Mandatory fluoridation measures violate the principle of the crucial role of community participation in health measures outlined in the Ottawa Charter for Health Promotion. Mandatory fluoridation also violates the Council of Europe’s Convention on Human Rights and Biomedicine, whose article 5 states, “An intervention in the health field may only be carried out after the person concerned has given free and informed consent to it. This person shall beforehand be given appropriate information as to the purpose and nature of the intervention as well as on its consequences and risks. The person concerned may freely withdraw at any time.”

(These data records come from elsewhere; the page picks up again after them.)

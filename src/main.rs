use std::sync::Arc;
use tracing_subscriber::{layer::SubscriberExt, util::SubscriberInitExt};

use api_rest::AppState;
use hms_core::constants::DEFAULT_REST_ADDR;
use hms_core::{Database, core_config_from_env};

/// Main entry point for the HMS portal
///
/// Resolves configuration once, opens and migrates the database, then serves the REST API.
///
/// # Environment Variables
/// - `HMS_REST_ADDR`: REST server address (default: "0.0.0.0:3000")
/// - `DATABASE_URL`: SQLite database URL (default: "sqlite://hms.db?mode=rwc")
/// - `HMS_DB_MAX_CONNECTIONS`: connection pool size (default: 5)
/// - `HMS_ARGON2_MEMORY_KIB`, `HMS_ARGON2_ITERATIONS`: password hashing cost
/// - `RUST_LOG`: extra tracing directives
///
/// # Errors
/// Returns an error if:
/// - configuration is invalid,
/// - the database cannot be opened or migrated,
/// - the server address cannot be bound, or
/// - the HTTP server fails while running.
#[tokio::main]
async fn main() -> anyhow::Result<()> {
    dotenvy::dotenv().ok();

    tracing_subscriber::registry()
        .with(
            tracing_subscriber::EnvFilter::from_default_env()
                .add_directive("hms_run=info".parse()?)
                .add_directive("api_rest=info".parse()?)
                .add_directive("hms_core=info".parse()?)
                .add_directive("tower_http=info".parse()?),
        )
        .with(tracing_subscriber::fmt::layer())
        .init();

    let cfg = Arc::new(core_config_from_env()?);
    let db = Database::connect(&cfg).await?;
    db.migrate().await?;

    let rest_addr = std::env::var("HMS_REST_ADDR").unwrap_or_else(|_| DEFAULT_REST_ADDR.into());
    tracing::info!("++ Starting HMS REST on {}", rest_addr);

    let app = api_rest::router(AppState::new(cfg, db.clone()));
    let listener = tokio::net::TcpListener::bind(&rest_addr).await?;
    axum::serve(listener, app)
        .with_graceful_shutdown(async {
            tokio::signal::ctrl_c().await.ok();
            tracing::info!("shutting down");
        })
        .await?;

    db.close().await;
    Ok(())
}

No local, state, or federal government—no matter how well intentioned—has the right to force anyone to take a medicine for a disease that is neither contagious (in a communal sense) nor life threatening.

Summary

Fluoridation—the deliberate addition of fluoride to the public water supply—is a poor medical practice because it violates the principle of informed consent to medication. It is indiscriminate and offers no control over the dose received by an individual. It makes inadequate allowance for differing sensitivity to toxic effects, or for the size and body mass of recipients; this last point is particularly important for young children who may receive proportionately much higher dosages than adults at a time when their bodies are far more vulnerable to toxic agents. Fluoride used in the fluoridation of drinking water is considered to be a drug, not a nutrient. It is chronically toxic at moderate doses. As a drug, it has not been rigorously tested and has not been approved by the U.S. FDA. Fluoridation increases the chances that a child will develop fluorosis of the permanent teeth, which can be disfiguring and require expen­sive cosmetic treatment in a minority of cases. The notion that fluoridation is equitable is misplaced for two reasons: Children from low-income families are more likely to have poor nutrition, making them more vulnerable to fluo­ride’s toxic effects; and low-income families are least able to afford avoidance measures.